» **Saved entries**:
• • • • • • •

//! Per-frame update of the simulation.
//!
//! A tick is split into the steps below so the enlarge extension can run
//! between the ambient drive and the damping pass:
//!
//! 1. [`Simulation::advance_clock`]: clamp the frame step, accumulate phase
//! 2. [`Simulation::drive_ambient`]: steer the look target along the idle path
//! 3. [`Simulation::settle`]: damp zoom depth and look point toward targets
//! 4. [`Simulation::render`]: look-at matrix and highlight gradient

use crate::constants::*;
use crate::math::target_to;
use crate::state::Simulation;
use crate::surface::Gradient;
use glam::{DMat4, DVec3};
use std::cell::Cell;
use std::rc::Rc;

/// "Next tick" capability handed to a card.
///
/// Implementations schedule exactly one callback per request; the card makes
/// sure it never has more than one outstanding.
pub trait FrameScheduler {
    fn request_frame(&mut self);
    /// Drop an outstanding request, if the platform allows it.
    fn cancel(&mut self) {}
}

/// Scheduler that only counts requests. The caller drives ticks with
/// synthetic timestamps.
#[derive(Clone, Debug, Default)]
pub struct ManualScheduler {
    requested: Rc<Cell<usize>>,
    cancelled: Rc<Cell<usize>>,
}

impl ManualScheduler {
    pub fn new() -> Self {
        Self::default()
    }
    pub fn requested(&self) -> usize {
        self.requested.get()
    }
    pub fn cancelled(&self) -> usize {
        self.cancelled.get()
    }
}

impl FrameScheduler for ManualScheduler {
    fn request_frame(&mut self) {
        self.requested.set(self.requested.get() + 1);
    }
    fn cancel(&mut self) {
        self.cancelled.set(self.cancelled.get() + 1);
    }
}

/// Frame step for a tick at `now`, clamped to `[MIN_FRAME_TIME, MAX_FRAME_TIME]`.
pub fn frame_time(previous: Option<f64>, now: f64) -> f64 {
    match previous {
        Some(prev) => {
            let step = now - prev;
            if step.is_nan() {
                MIN_FRAME_TIME
            } else {
                step.clamp(MIN_FRAME_TIME, MAX_FRAME_TIME)
            }
        }
        None => MIN_FRAME_TIME,
    }
}

/// Closed-form idle path of the look target for a given accumulated phase.
pub fn ambient_look_target(ambient_phase: f64, offset: f64, intensity: f64, z: f64) -> DVec3 {
    let phase = ambient_phase * AMBIENT_PHASE_SCALE + offset;
    let radius = intensity * AMBIENT_RADIUS_PER_INTENSITY;
    let l = radius * (phase * AMBIENT_MOD_FREQUENCY + AMBIENT_MOD_OFFSET).cos();
    DVec3::new(
        (phase * AMBIENT_X_FREQUENCY).cos() * l,
        (phase * AMBIENT_Y_FREQUENCY).sin() * l,
        z,
    )
}

impl Simulation {
    pub fn advance_clock(&mut self, timestamp: f64) {
        if timestamp.is_nan() {
            return;
        }
        self.last_frame_time = frame_time(self.previous_timestamp, timestamp);
        self.previous_timestamp = Some(timestamp);
        if self.playing {
            self.ambient_phase += self.last_frame_time;
        }
    }

    pub fn drive_ambient(&mut self) {
        if self.pointer_controlled {
            return;
        }
        let target = ambient_look_target(
            self.ambient_phase,
            self.ambient_offset(),
            self.intensity(),
            self.look_target().z,
        );
        self.put_look_target(target);
    }

    pub fn settle(&mut self) {
        let factor = DAMPING_NUMERATOR / self.last_frame_time;

        let z = self.center().z;
        let dz = self.zoom() - z;
        if dz.abs() > ZOOM_EPSILON {
            self.put_center_z(z + dz * factor);
        } else {
            self.put_center_z(self.zoom());
        }

        if self.look_differential() > LOOK_DIFFERENTIAL_THRESHOLD {
            let look = self.look_point();
            self.put_look_point(look + (self.look_target() - look) * factor);
        }
    }

    pub fn render(&self) -> (DMat4, Gradient) {
        let look = self.look_point();
        let matrix = target_to(self.center(), look, WORLD_UP);
        (matrix, Gradient::from_look_point(look))
    }
}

• • • • • • •

» **EXERCISE AIM**:
Retype the data exactly.

» **TASK SOLUTION**:
//! Per-frame update of the simulation.
//!
//! A tick is split into the steps below so the enlarge extension can run
//! between the ambient drive and the damping pass:
//!
//! 1. [`Simulation::advance_clock`]: clamp the frame step, accumulate phase
//! 2. [`Simulation::drive_ambient`]: steer the look target along the idle path
//! 3. [`Simulation::settle`]: damp zoom depth and look point toward targets
//! 4. [`Simulation::render`]: look-at matrix and highlight gradient

use crate::constants::*;
use crate::math::target_to;
use crate::state::Simulation;
use crate::surface::Gradient;
use glam::{DMat4, DVec3};
use std::cell::Cell;
use std::rc::Rc;

/// "Next tick" capability handed to a card.
///
/// Implementations schedule exactly one callback per request; the card makes
/// sure it never has more than one outstanding.
pub trait FrameScheduler {
    fn request_frame(&mut self);
    /// Drop an outstanding request, if the platform allows it.
    fn cancel(&mut self) {}
}

/// Scheduler that only counts requests. The caller drives ticks with
/// synthetic timestamps.
#[derive(Clone, Debug, Default)]
pub struct ManualScheduler {
    requested: Rc<Cell<usize>>,
    cancelled: Rc<Cell<usize>>,
}

impl ManualScheduler {
    pub fn new() -> Self {
        Self::default()
    }
    pub fn requested(&self) -> usize {
        self.requested.get()
    }
    pub fn cancelled(&self) -> usize {
        self.cancelled.get()
    }
}

impl FrameScheduler for ManualScheduler {
    fn request_frame(&mut self) {
        self.requested.set(self.requested.get() + 1);
    }
    fn cancel(&mut self) {
        self.cancelled.set(self.cancelled.get() + 1);
    }
}

/// Frame step for a tick at `now`, clamped to `[MIN_FRAME_TIME, MAX_FRAME_TIME]`.
pub fn frame_time(previous: Option<f64>, now: f64) -> f64 {
    match previous {
        Some(prev) => {
            let step = now - prev;
            if step.is_nan() {
                MIN_FRAME_TIME
            } else {
                step.clamp(MIN_FRAME_TIME, MAX_FRAME_TIME)
            }
        }
        None => MIN_FRAME_TIME,
    }
}

/// Closed-form idle path of the look target for a given accumulated phase.
pub fn ambient_look_target(ambient_phase: f64, offset: f64, intensity: f64, z: f64) -> DVec3 {
    let phase = ambient_phase * AMBIENT_PHASE_SCALE + offset;
    let radius = intensity * AMBIENT_RADIUS_PER_INTENSITY;
    let l = radius * (phase * AMBIENT_MOD_FREQUENCY + AMBIENT_MOD_OFFSET).cos();
    DVec3::new(
        (phase * AMBIENT_X_FREQUENCY).cos() * l,
        (phase * AMBIENT_Y_FREQUENCY).sin() * l,
        z,
    )
}

impl Simulation {
    pub fn advance_clock(&mut self, timestamp: f64) {
        if timestamp.is_nan() {
            return;
        }
        self.last_frame_time = frame_time(self.previous_timestamp, timestamp);
        self.previous_timestamp = Some(timestamp);
        if self.playing {
            self.ambient_phase += self.last_frame_time;
        }
    }

    pub fn drive_ambient(&mut self) {
        if self.pointer_controlled {
            return;
        }
        let target = ambient_look_target(
            self.ambient_phase,
            self.ambient_offset(),
            self.intensity(),
            self.look_target().z,
        );
        self.put_look_target(target);
    }

    pub fn settle(&mut self) {
        let factor = DAMPING_NUMERATOR / self.last_frame_time;

        let z = self.center().z;
        let dz = self.zoom() - z;
        if dz.abs() > ZOOM_EPSILON {
            self.put_center_z(z + dz * factor);
        } else {
            self.put_center_z(self.zoom());
        }

        if self.look_differential() > LOOK_DIFFERENTIAL_THRESHOLD {
            let look = self.look_point();
            self.put_look_point(look + (self.look_target() - look) * factor);
        }
    }

    pub fn render(&self) -> (DMat4, Gradient) {
        let look = self.look_point();
        let matrix = target_to(self.center(), look, WORLD_UP);
        (matrix, Gradient::from_look_point(look))
    }
}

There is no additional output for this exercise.